Prompt: All entries should be printed precisely as written.

(Stored items)
.....

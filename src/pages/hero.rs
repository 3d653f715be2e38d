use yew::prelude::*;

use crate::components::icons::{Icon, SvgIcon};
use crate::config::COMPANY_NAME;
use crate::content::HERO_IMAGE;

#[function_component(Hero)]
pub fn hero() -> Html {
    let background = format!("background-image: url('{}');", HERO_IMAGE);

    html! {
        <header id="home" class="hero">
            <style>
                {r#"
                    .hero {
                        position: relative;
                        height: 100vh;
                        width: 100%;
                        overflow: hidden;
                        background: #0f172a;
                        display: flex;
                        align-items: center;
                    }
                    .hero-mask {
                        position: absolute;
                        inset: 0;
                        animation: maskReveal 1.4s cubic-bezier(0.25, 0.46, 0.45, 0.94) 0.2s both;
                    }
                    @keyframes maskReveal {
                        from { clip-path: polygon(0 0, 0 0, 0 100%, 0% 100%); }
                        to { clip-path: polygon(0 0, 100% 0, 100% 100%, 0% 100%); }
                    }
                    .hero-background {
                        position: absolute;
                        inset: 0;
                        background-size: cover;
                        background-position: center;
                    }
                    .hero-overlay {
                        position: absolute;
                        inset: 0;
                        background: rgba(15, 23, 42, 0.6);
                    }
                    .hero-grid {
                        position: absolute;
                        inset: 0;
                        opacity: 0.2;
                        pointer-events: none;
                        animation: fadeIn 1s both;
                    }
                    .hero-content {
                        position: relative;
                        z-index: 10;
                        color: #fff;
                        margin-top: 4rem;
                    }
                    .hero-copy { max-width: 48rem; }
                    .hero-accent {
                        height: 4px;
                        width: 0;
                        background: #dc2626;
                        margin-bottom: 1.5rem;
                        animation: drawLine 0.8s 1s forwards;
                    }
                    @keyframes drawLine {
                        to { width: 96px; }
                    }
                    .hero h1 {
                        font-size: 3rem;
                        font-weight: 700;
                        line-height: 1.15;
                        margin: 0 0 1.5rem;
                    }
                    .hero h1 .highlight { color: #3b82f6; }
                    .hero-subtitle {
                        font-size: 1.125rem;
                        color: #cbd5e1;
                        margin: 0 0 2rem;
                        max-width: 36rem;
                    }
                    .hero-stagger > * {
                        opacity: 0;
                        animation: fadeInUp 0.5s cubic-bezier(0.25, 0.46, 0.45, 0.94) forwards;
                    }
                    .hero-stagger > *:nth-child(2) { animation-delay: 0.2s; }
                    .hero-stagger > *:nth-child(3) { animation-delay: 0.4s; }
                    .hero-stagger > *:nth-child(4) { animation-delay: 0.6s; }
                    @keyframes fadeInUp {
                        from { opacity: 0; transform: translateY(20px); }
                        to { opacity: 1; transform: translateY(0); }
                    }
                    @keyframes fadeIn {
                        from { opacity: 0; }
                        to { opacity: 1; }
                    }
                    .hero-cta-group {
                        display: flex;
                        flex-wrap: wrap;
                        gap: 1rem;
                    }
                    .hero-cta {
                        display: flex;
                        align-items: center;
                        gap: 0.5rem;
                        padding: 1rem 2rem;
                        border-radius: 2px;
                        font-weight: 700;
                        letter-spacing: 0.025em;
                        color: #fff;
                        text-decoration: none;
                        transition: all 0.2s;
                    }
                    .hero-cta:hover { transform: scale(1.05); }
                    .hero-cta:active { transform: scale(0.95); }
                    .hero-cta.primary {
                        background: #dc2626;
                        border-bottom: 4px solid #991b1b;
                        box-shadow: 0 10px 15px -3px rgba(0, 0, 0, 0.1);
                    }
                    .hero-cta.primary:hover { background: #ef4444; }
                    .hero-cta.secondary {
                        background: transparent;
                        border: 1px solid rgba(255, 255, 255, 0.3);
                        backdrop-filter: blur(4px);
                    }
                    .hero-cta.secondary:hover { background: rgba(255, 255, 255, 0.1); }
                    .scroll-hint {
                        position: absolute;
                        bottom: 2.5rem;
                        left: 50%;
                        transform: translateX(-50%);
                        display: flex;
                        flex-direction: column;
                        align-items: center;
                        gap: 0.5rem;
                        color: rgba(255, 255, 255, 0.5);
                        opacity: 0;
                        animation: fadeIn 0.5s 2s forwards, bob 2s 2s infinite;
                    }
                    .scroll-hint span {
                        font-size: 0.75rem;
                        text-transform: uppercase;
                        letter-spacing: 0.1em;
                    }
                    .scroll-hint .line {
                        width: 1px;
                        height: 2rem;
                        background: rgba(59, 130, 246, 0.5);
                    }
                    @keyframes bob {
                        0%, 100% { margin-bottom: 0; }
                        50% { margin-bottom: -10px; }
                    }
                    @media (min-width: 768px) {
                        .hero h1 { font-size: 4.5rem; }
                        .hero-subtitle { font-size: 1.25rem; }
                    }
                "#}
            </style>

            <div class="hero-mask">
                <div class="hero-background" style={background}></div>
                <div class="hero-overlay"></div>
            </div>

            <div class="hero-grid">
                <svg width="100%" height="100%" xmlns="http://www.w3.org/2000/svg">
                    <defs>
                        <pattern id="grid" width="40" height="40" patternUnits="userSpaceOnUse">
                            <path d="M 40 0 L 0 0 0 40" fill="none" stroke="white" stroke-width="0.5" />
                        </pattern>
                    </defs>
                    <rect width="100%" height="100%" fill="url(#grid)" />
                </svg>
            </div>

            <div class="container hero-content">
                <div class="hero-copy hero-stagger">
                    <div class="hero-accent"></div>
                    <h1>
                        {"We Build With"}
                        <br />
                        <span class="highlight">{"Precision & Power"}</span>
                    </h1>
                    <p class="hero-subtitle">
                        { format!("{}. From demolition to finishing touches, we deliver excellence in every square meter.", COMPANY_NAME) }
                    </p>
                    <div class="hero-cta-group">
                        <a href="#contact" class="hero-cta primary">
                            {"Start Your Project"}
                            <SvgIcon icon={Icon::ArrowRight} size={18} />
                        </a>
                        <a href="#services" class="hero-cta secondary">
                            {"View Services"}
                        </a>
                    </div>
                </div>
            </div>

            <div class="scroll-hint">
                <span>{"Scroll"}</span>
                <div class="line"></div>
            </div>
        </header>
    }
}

.....

Output:
filename src/pages/hero.rs
repository 3d653f715be2e38d
use yew::prelude::*;

use crate::components::icons::{Icon, SvgIcon};
use crate::config::COMPANY_NAME;
use crate::content::HERO_IMAGE;

#[function_component(Hero)]
pub fn hero() -> Html {
    let background = format!("background-image: url('{}');", HERO_IMAGE);

    html! {
        <header id="home" class="hero">
            <style>
                {r#"
                    .hero {
                        position: relative;
                        height: 100vh;
                        width: 100%;
                        overflow: hidden;
                        background: #0f172a;
                        display: flex;
                        align-items: center;
                    }
                    .hero-mask {
                        position: absolute;
                        inset: 0;
                        animation: maskReveal 1.4s cubic-bezier(0.25, 0.46, 0.45, 0.94) 0.2s both;
                    }
                    @keyframes maskReveal {
                        from { clip-path: polygon(0 0, 0 0, 0 100%, 0% 100%); }
                        to { clip-path: polygon(0 0, 100% 0, 100% 100%, 0% 100%); }
                    }
                    .hero-background {
                        position: absolute;
                        inset: 0;
                        background-size: cover;
                        background-position: center;
                    }
                    .hero-overlay {
                        position: absolute;
                        inset: 0;
                        background: rgba(15, 23, 42, 0.6);
                    }
                    .hero-grid {
                        position: absolute;
                        inset: 0;
                        opacity: 0.2;
                        pointer-events: none;
                        animation: fadeIn 1s both;
                    }
                    .hero-content {
                        position: relative;
                        z-index: 10;
                        color: #fff;
                        margin-top: 4rem;
                    }
                    .hero-copy { max-width: 48rem; }
                    .hero-accent {
                        height: 4px;
                        width: 0;
                        background: #dc2626;
                        margin-bottom: 1.5rem;
                        animation: drawLine 0.8s 1s forwards;
                    }
                    @keyframes drawLine {
                        to { width: 96px; }
                    }
                    .hero h1 {
                        font-size: 3rem;
                        font-weight: 700;
                        line-height: 1.15;
                        margin: 0 0 1.5rem;
                    }
                    .hero h1 .highlight { color: #3b82f6; }
                    .hero-subtitle {
                        font-size: 1.125rem;
                        color: #cbd5e1;
                        margin: 0 0 2rem;
                        max-width: 36rem;
                    }
                    .hero-stagger > * {
                        opacity: 0;
                        animation: fadeInUp 0.5s cubic-bezier(0.25, 0.46, 0.45, 0.94) forwards;
                    }
                    .hero-stagger > *:nth-child(2) { animation-delay: 0.2s; }
                    .hero-stagger > *:nth-child(3) { animation-delay: 0.4s; }
                    .hero-stagger > *:nth-child(4) { animation-delay: 0.6s; }
                    @keyframes fadeInUp {
                        from { opacity: 0; transform: translateY(20px); }
                        to { opacity: 1; transform: translateY(0); }
                    }
                    @keyframes fadeIn {
                        from { opacity: 0; }
                        to { opacity: 1; }
                    }
                    .hero-cta-group {
                        display: flex;
                        flex-wrap: wrap;
                        gap: 1rem;
                    }
                    .hero-cta {
                        display: flex;
                        align-items: center;
                        gap: 0.5rem;
                        padding: 1rem 2rem;
                        border-radius: 2px;
                        font-weight: 700;
                        letter-spacing: 0.025em;
                        color: #fff;
                        text-decoration: none;
                        transition: all 0.2s;
                    }
                    .hero-cta:hover { transform: scale(1.05); }
                    .hero-cta:active { transform: scale(0.95); }
                    .hero-cta.primary {
                        background: #dc2626;
                        border-bottom: 4px solid #991b1b;
                        box-shadow: 0 10px 15px -3px rgba(0, 0, 0, 0.1);
                    }
                    .hero-cta.primary:hover { background: #ef4444; }
                    .hero-cta.secondary {
                        background: transparent;
                        border: 1px solid rgba(255, 255, 255, 0.3);
                        backdrop-filter: blur(4px);
                    }
                    .hero-cta.secondary:hover { background: rgba(255, 255, 255, 0.1); }
                    .scroll-hint {
                        position: absolute;
                        bottom: 2.5rem;
                        left: 50%;
                        transform: translateX(-50%);
                        display: flex;
                        flex-direction: column;
                        align-items: center;
                        gap: 0.5rem;
                        color: rgba(255, 255, 255, 0.5);
                        opacity: 0;
                        animation: fadeIn 0.5s 2s forwards, bob 2s 2s infinite;
                    }
                    .scroll-hint span {
                        font-size: 0.75rem;
                        text-transform: uppercase;
                        letter-spacing: 0.1em;
                    }
                    .scroll-hint .line {
                        width: 1px;
                        height: 2rem;
                        background: rgba(59, 130, 246, 0.5);
                    }
                    @keyframes bob {
                        0%, 100% { margin-bottom: 0; }
                        50% { margin-bottom: -10px; }
                    }
                    @media (min-width: 768px) {
                        .hero h1 { font-size: 4.5rem; }
                        .hero-subtitle { font-size: 1.25rem; }
                    }
                "#}
            </style>

            <div class="hero-mask">
                <div class="hero-background" style={background}></div>
                <div class="hero-overlay"></div>
            </div>

            <div class="hero-grid">
                <svg width="100%" height="100%" xmlns="http://www.w3.org/2000/svg">
                    <defs>
                        <pattern id="grid" width="40" height="40" patternUnits="userSpaceOnUse">
                            <path d="M 40 0 L 0 0 0 40" fill="none" stroke="white" stroke-width="0.5" />
                        </pattern>
                    </defs>
                    <rect width="100%" height="100%" fill="url(#grid)" />
                </svg>
            </div>

            <div class="container hero-content">
                <div class="hero-copy hero-stagger">
                    <div class="hero-accent"></div>
                    <h1>
                        {"We Build With"}
                        <br />
                        <span class="highlight">{"Precision & Power"}</span>
                    </h1>
                    <p class="hero-subtitle">
                        { format!("{}. From demolition to finishing touches, we deliver excellence in every square meter.", COMPANY_NAME) }
                    </p>
                    <div class="hero-cta-group">
                        <a href="#contact" class="hero-cta primary">
                            {"Start Your Project"}
                            <SvgIcon icon={Icon::ArrowRight} size={18} />
                        </a>
                        <a href="#services" class="hero-cta secondary">
                            {"View Services"}
                        </a>
                    </div>
                </div>
            </div>

            <div class="scroll-hint">
                <span>{"Scroll"}</span>
                <div class="line"></div>
            </div>
        </header>
    }
}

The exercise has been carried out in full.